CDC information about states reporting cases
CDC EV-D68 page
Sep 15 CBC News story
Sep 16 ProMED post on Alberta cases
Saudi Arabia reports another MERS case
Saudi Arabia's Ministry of Health (MOH) today confirmed another serious MERS-CoV case, the fifth in that country in just over a week.
The case involves a 39-year-old non-Saudi man who lives in Riyadh and is in an intensive care unit (ICU), the agency said. He is not a healthcare worker but had pre-existing disease, the MOH said in its typically terse update. He reported no recent contact with animals.
Since Sep 8 the health ministry has confirmed five cases of MERS-CoV (Middle East respiratory syndrome coronavirus) scattered around the country. The other four cases also involved ICU hospitalizations.

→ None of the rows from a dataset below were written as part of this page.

use log::LevelFilter;
use std::io::BufWriter;
use std::io::Write;
use std::str::FromStr;

use anyhow::Result;
use tracing_appender::rolling::RollingFileAppender;
use tracing_appender::rolling::Rotation;

const MAX_LOG_FILES: usize = 10;

/// Installs the file + stderr log dispatch for the CLI process. Returns the
/// guards that must stay alive for the lifetime of the process to flush the
/// non-blocking file writer.
#[allow(dyn_drop)]
pub async fn init_logging(
    dir: &str,
    level: &str,
) -> Result<Vec<Box<dyn Drop + Send + Sync + 'static>>> {
    let mut guards: Vec<Box<dyn Drop + Send + Sync + 'static>> = Vec::new();
    let mut logger = fern::Dispatch::new();

    let rolling = RollingFileAppender::builder()
        .rotation(Rotation::DAILY)
        .filename_prefix("kvcli.log")
        .max_log_files(MAX_LOG_FILES)
        .build(dir)?;
    let (non_blocking, flush_guard) = tracing_appender::non_blocking(rolling);
    let buffered_non_blocking = BufWriter::with_capacity(64 * 1024 * 1024, non_blocking);

    guards.push(Box::new(flush_guard));
    let dispatch_file = fern::Dispatch::new()
        .format(|out, message, record| {
            out.finish(format_args!(
                "[{}] - {} - [{}] {}",
                chrono::Local::now().to_rfc3339_opts(chrono::SecondsFormat::Secs, true),
                record.level(),
                record.target(),
                message
            ))
        })
        .level(LevelFilter::from_str(level)?)
        .chain(Box::new(buffered_non_blocking) as Box<dyn Write + Send>);
    logger = logger.chain(dispatch_file);

    let dispatch_stderr = fern::Dispatch::new()
        .level(LevelFilter::Warn)
        .filter(|metadata| metadata.target() == "server_warnings")
        .format(|out, message, _| {
            out.finish(format_args!(
                "\x1B[{}m{}\x1B[0m",
                fern::colors::Color::Yellow.to_fg_str(),
                message
            ))
        })
        .chain(std::io::stderr());
    logger = logger.chain(dispatch_stderr);

    if logger.apply().is_err() {
        eprintln!("logger has already been set");
        return Ok(Vec::new());
    }

    Ok(guards)
}
use crate::actors::messages::{ActorError, AppError, LlmMessage};
use crate::actors::traits::{LlmActor, Sampling};
use crate::config::AppConfig;
use async_trait::async_trait;
use reqwest::header::{HeaderMap, HeaderValue, AUTHORIZATION};
use reqwest::Client;
use std::time::Duration;
use tokio::sync::{mpsc, oneshot};
use tokio::time::timeout;
use tracing::{debug, error, info};

/// Connection settings for the completion server.
#[derive(Debug, Clone)]
pub struct LlmClientConfig {
    pub server_url: String,
    pub auth_token: Option<String>,
    pub timeout: Duration,
}

impl LlmClientConfig {
    pub fn from_app_config(config: &AppConfig) -> Self {
        Self {
            server_url: config.llm_server_url.trim_end_matches('/').to_string(),
            auth_token: config.llama_auth_token.clone(),
            timeout: config.llm_timeout(),
        }
    }
}

/// A handle to the `LlmActor`.
///
/// This struct provides a public, cloneable interface for sending messages to the
/// running LLM actor. It abstracts away the `mpsc::Sender`.
#[derive(Clone)]
pub struct LlmActorHandle {
    sender: mpsc::Sender<LlmMessage>,
    timeout: Duration,
}

impl LlmActorHandle {
    /// Creates a new `LlmActor` and returns a handle to it.
    ///
    /// This will spawn the `LlmActorRunner` in a new Tokio task.
    pub fn new(config: LlmClientConfig) -> Self {
        let (sender, receiver) = mpsc::channel(32);
        let timeout = config.timeout;
        let actor = LlmActorRunner::new(receiver, config);
        tokio::spawn(async move { actor.run().await });
        Self { sender, timeout }
    }
}

#[async_trait]
impl LlmActor for LlmActorHandle {
    async fn complete(&self, prompt: String, max_tokens: u32, sampling: Sampling) -> Result<String, AppError> {
        let (send, recv) = oneshot::channel();
        let msg = LlmMessage::Complete {
            prompt,
            max_tokens,
            sampling,
            responder: send,
        };

        self.sender
            .send(msg)
            .await
            .map_err(|e| ActorError::LlmError(e.to_string()))?;
        // The runner enforces the request timeout; this one only guards a stuck mailbox.
        timeout(self.timeout + MAILBOX_GRACE, recv)
            .await
            .map_err(ActorError::from)?
            .map_err(|e| ActorError::Internal(e.to_string()))?
    }
}

// --- Constants ---
const MAILBOX_GRACE: Duration = Duration::from_secs(5);

// --- Actor Runner (Internal Logic) ---
struct LlmActorRunner {
    receiver: mpsc::Receiver<LlmMessage>,
    server_url: String,
    client: Client,
    auth_token: Option<String>,
    timeout: Duration,
}

impl LlmActorRunner {
    fn new(receiver: mpsc::Receiver<LlmMessage>, config: LlmClientConfig) -> Self {
        Self {
            receiver,
            server_url: config.server_url,
            client: Client::new(),
            auth_token: config.auth_token,
            timeout: config.timeout,
        }
    }

    async fn run(mut self) {
        info!("LlmActor started (server: {})", self.server_url);

        while let Some(msg) = self.receiver.recv().await {
            self.handle_message(msg).await;
        }

        info!("LlmActor stopped");
    }

    fn build_request(&self, endpoint: &str, payload: &serde_json::Value) -> Result<reqwest::RequestBuilder, AppError> {
        let mut headers = HeaderMap::new();
        if let Some(token) = &self.auth_token {
            let auth_value = HeaderValue::from_str(&format!("Bearer {}", token))
                .map_err(|e| AppError::Config(format!("Invalid LLAMA_AUTH_TOKEN: {}", e)))?;
            headers.insert(AUTHORIZATION, auth_value);
        }

        Ok(self
            .client
            .post(format!("{}/{}", self.server_url, endpoint))
            .headers(headers)
            .json(payload))
    }

    async fn handle_message(&mut self, msg: LlmMessage) {
        match msg {
            LlmMessage::Complete {
                prompt,
                max_tokens,
                sampling,
                responder,
            } => {
                let result = self.generate_completion(prompt, max_tokens, sampling).await;
                if let Err(e) = &result {
                    error!("Completion failed: {}", e);
                }
                let _ = responder.send(result);
            }
        }
    }

    async fn generate_completion(&self, prompt: String, max_tokens: u32, sampling: Sampling) -> Result<String, AppError> {
        debug!("LLM generating ({} chars, n_predict={})", prompt.len(), max_tokens);

        let mut payload = serde_json::json!({
            "prompt": prompt,
            "stream": false,
            "n_predict": max_tokens
        });

        if let Some(temp) = sampling.temperature() {
            payload["temperature"] = serde_json::json!(temp);
        }

        let request_future = self.build_request("completion", &payload)?.send();

        let res = timeout(self.timeout, request_future)
            .await
            .map_err(ActorError::from)?
            .map_err(|e| ActorError::LlmError(e.to_string()))?;

        let status = res.status();

        if !status.is_success() {
            let body = res.text().await.unwrap_or_default();
            return Err(ActorError::LlmError(format!(
                "Completion request failed with status {}: {}",
                status, body
            ))
            .into());
        }

        let json: serde_json::Value = res
            .json()
            .await
            .map_err(|e| ActorError::LlmError(e.to_string()))?;

        Ok(json["content"].as_str().unwrap_or("").to_string())
    }
}
//! Context Packet - Output structure for question analysis.
//!
//! Contains every slot extracted from a question plus the resolved intent,
//! so handlers never re-parse the raw text.

use chrono::{DateTime, NaiveDate, Utc};
use serde::{Deserialize, Serialize};

use super::intent::{Intent, IntentResult};
use super::slots::{Metric, NumericCondition};
use crate::analytics::cohort::StabilityQuery;
use crate::analytics::window::ReadingWindow;

/// Complete context packet from question analysis
#[derive(Debug, Clone, Serialize, Deserialize)]
pub struct ContextPacket {
    /// Question as typed by the user
    pub question: String,

    /// Question with metric synonyms rewritten to canonical tokens
    pub normalized: String,

    /// Whether any synonym group matched
    pub synonyms_matched: bool,

    /// Detected intent
    pub intent: IntentResult,

    /// Person named in the question, first candidate in list order
    pub target: Option<String>,

    /// Metric the question talks about (`ppg` when none is named)
    pub metric: Metric,

    /// Window for per-person aggregates
    pub window: ReadingWindow,

    /// Lower date bound for numeric-condition queries
    pub since: Option<NaiveDate>,

    /// Strict numeric condition, if the question carries one
    pub condition: Option<NumericCondition>,

    /// Stable / unstable branch for cohort questions
    pub stability: Option<StabilityQuery>,

    /// Processing time in milliseconds
    pub processing_time_ms: u64,

    /// Timestamp of analysis
    pub timestamp: DateTime<Utc>,
}

impl ContextPacket {
    /// Create a packet with no slots filled
    pub fn new(question: String) -> Self {
        Self {
            normalized: question.clone(),
            question,
            synonyms_matched: false,
            intent: IntentResult::ambiguous(),
            target: None,
            metric: Metric::Ppg,
            window: ReadingWindow::All,
            since: None,
            condition: None,
            stability: None,
            processing_time_ms: 0,
            timestamp: Utc::now(),
        }
    }

    pub fn intent(&self) -> Intent {
        self.intent.intent
    }

    /// True when the intent needs a person and none was found.
    pub fn is_missing_target(&self) -> bool {
        self.intent().requires_target() && self.target.is_none()
    }

    /// Get a summary for logging
    pub fn summary(&self) -> String {
        format!(
            "Intent: {} ({:?}), Target: {}, Metric: {}, Window: {}, Condition: {}",
            self.intent.intent,
            self.intent.source,
            self.target.as_deref().unwrap_or("-"),
            self.metric,
            self.window.label(),
            self.condition
                .map(|c| format!("{} {} {}", c.metric, c.comparator.sql_operator(), c.threshold))
                .unwrap_or_else(|| "-".to_string())
        )
    }
}
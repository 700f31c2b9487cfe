//! Korean particle selection.
//!
//! Precomposed Hangul syllables live in U+AC00..=U+D7A3 and are laid out as
//! `(initial * 21 + medial) * 28 + final`, so a syllable has a trailing
//! consonant (받침) exactly when its offset is not a multiple of 28.

const HANGUL_START: u32 = 0xAC00;
const HANGUL_END: u32 = 0xD7A3;
const FINAL_COUNT: u32 = 28;

/// `Some(true)` if the syllable ends in a consonant, `None` for non-Hangul input.
pub fn has_final_consonant(ch: char) -> Option<bool> {
    let code = ch as u32;
    if !(HANGUL_START..=HANGUL_END).contains(&code) {
        return None;
    }
    Some((code - HANGUL_START) % FINAL_COUNT != 0)
}

fn pick<'a>(word: &str, with_final: &'a str, without_final: &'a str, fallback: &'a str) -> &'a str {
    match word.chars().last().and_then(has_final_consonant) {
        Some(true) => with_final,
        Some(false) => without_final,
        None => fallback,
    }
}

/// Topic particle: 은 / 는.
pub fn topic_particle(word: &str) -> &'static str {
    pick(word, "은", "는", "은(는)")
}

/// Subject particle: 이 / 가.
pub fn subject_particle(word: &str) -> &'static str {
    pick(word, "이", "가", "이(가)")
}

/// `word` followed by its topic particle.
pub fn with_topic(word: &str) -> String {
    format!("{}{}", word, topic_particle(word))
}

/// Joins names with ", " and attaches the topic particle to the last one.
pub fn join_with_topic(names: &[String]) -> String {
    match names.split_last() {
        None => String::new(),
        Some((last, rest)) => {
            let mut parts: Vec<String> = rest.to_vec();
            parts.push(with_topic(last));
            parts.join(", ")
        }
    }
}
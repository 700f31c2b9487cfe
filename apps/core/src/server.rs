//! HTTP surface: `POST /ask`, `POST /reset`, `GET /health`.

use crate::actors::supervisor::SupervisorHandle;
use crate::models::AskRequest;
use axum::extract::State;
use axum::http::StatusCode;
use axum::response::IntoResponse;
use axum::routing::{get, post};
use axum::{Json, Router};
use serde_json::json;
use tracing::error;

#[derive(Clone)]
pub struct ServerState {
    pub supervisor: SupervisorHandle,
}

pub fn create_router(state: ServerState) -> Router {
    Router::new()
        .route("/health", get(health_handler))
        .route("/ask", post(ask_handler))
        .route("/reset", post(reset_handler))
        .with_state(state)
}

async fn health_handler() -> impl IntoResponse {
    Json(json!({
        "status": "healthy",
        "version": env!("CARGO_PKG_VERSION"),
    }))
}

async fn ask_handler(State(state): State<ServerState>, Json(payload): Json<AskRequest>) -> impl IntoResponse {
    match state.supervisor.ask(payload.message).await {
        Ok(answer) => (StatusCode::OK, Json(json!(answer))),
        Err(e) => {
            error!("ask failed: {}", e);
            (
                StatusCode::INTERNAL_SERVER_ERROR,
                Json(json!({ "error": e.to_string() })),
            )
        }
    }
}

async fn reset_handler(State(state): State<ServerState>) -> impl IntoResponse {
    match state.supervisor.reset_history().await {
        Ok(()) => (StatusCode::OK, Json(json!({ "status": "cleared" }))),
        Err(e) => (
            StatusCode::INTERNAL_SERVER_ERROR,
            Json(json!({ "error": e.to_string() })),
        ),
    }
}
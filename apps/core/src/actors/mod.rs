//! Actor system: the orchestrator and the two backends it drives.

pub mod llm;
pub mod messages;
pub mod rag;
pub mod supervisor;
pub mod traits;
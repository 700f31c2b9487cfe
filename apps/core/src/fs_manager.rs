use std::fs;
use std::path::{Path, PathBuf};
use tracing::{error, info};

pub struct PortablePathManager;

impl PortablePathManager {
    /// Application root: the working directory, falling back to the executable's folder.
    pub fn root_dir() -> PathBuf {
        match std::env::current_dir() {
            Ok(path) => path,
            Err(e) => {
                error!("Failed to get current directory: {}. Falling back to exe dir.", e);
                std::env::current_exe()
                    .ok()
                    .and_then(|exe| exe.parent().map(Path::to_path_buf))
                    .unwrap_or_default()
            }
        }
    }

    /// Main data directory (./data).
    pub fn data_dir() -> PathBuf {
        Self::root_dir().join("data")
    }

    /// Default retrieval corpus (./data/corpus.json).
    pub fn default_corpus_path() -> PathBuf {
        Self::data_dir().join("corpus.json")
    }

    /// File backing a SQLite URL; `None` for in-memory databases.
    pub fn sqlite_file(database_url: &str) -> Option<PathBuf> {
        let path = database_url
            .strip_prefix("sqlite://")
            .or_else(|| database_url.strip_prefix("sqlite:"))
            .unwrap_or(database_url);
        let path = path.split('?').next().unwrap_or(path);

        if path.is_empty() || path == ":memory:" || database_url == "sqlite::memory:" {
            return None;
        }
        Some(PathBuf::from(path))
    }

    /// Creates the directory a file-backed SQLite database lives in.
    pub fn prepare_database_dir(database_url: &str) -> Result<(), std::io::Error> {
        let Some(parent) = Self::sqlite_file(database_url)
            .and_then(|file| file.parent().map(Path::to_path_buf))
            .filter(|dir| !dir.as_os_str().is_empty())
        else {
            return Ok(());
        };

        if !parent.exists() {
            info!("Creating database directory: {:?}", parent);
            fs::create_dir_all(&parent)?;
        }
        Ok(())
    }
}
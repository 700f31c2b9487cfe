//! # Brain Module
//!
//! Question analysis for VitalChat. Runs before any handler touches the
//! store or the LLM.
//!
//! ## Components
//! - `slots`: pure slot extractors (metric, name, window, condition)
//! - `korean`: particle selection
//! - `intent`: ordered rule cascade (fast path)
//! - `fallback`: LLM classification when the rules are ambiguous
//! - `context_packet`: output data structure
//! - `analyzer`: main entry point

pub mod analyzer;
pub mod context_packet;
pub mod fallback;
pub mod intent;
pub mod korean;
pub mod slots;

pub use analyzer::BrainAnalyzer;
pub use intent::Intent;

The new case brings Saudi Arabia's MERS total to 731 cases, including 302 fatalities.
Sep 16 MOH update
Review: Half of drugs for kids' bacterial respiratory infections not needed
Acute respiratory tract infections (ARTIs) are caused by bacteria in 27.4% of cases yet are treated with antimicrobials in outpatient visits almost twice as often as expected, translating into an estimated 11.4 million prescriptions that may be unnecessary, according to a study yesterday in Pediatrics.
The authors conducted a meta-analysis of studies published between 2000 and 2011 of children under 18 years of age with acute otitis media (AOM), sinusitis, bronchitis, upper respiratory tract infection (URI), and pharyngitis to determine bacterial prevalence rates, as well as a retrospective cohort analysis of data from the 2000-2010 National Ambulatory Medical Care Survey (NAMCS) to study antimicrobial-prescribing rates for ARTI.
Bacterial prevalence in AOM cases, based on 12 studies that met inclusion criteria, was 64.7% (95% confidence interval [CI], 50.5% to 77.7%); in cases of Streptococcus pyogenes during pharyngitis, the rate was 20.2% (95% CI, 15.9% to 25.2%) based on 11 studies. No URI studies met inclusion criteria, and only one sinusitis study met critieria; bacterial prevalence in the latter study was 78%.
On the basis of the studies analyzed, the authors say the expected rate of antimicrobial prescriptions for ARTI overall would be 27.4% (95% CI, 26.5% to 28.3%). The actual prescribing rate in ARTI encounters during the NAMCS was 56.9% (95% CI, 50.8% to 63.1%), about twice the expected rate.
This translates to an estimated excess of 11.4 million prescriptions per year, say the authors. They point out that an estimated 31.7 million visits for ARTI in children result in prescriptions of antimicrobial agents.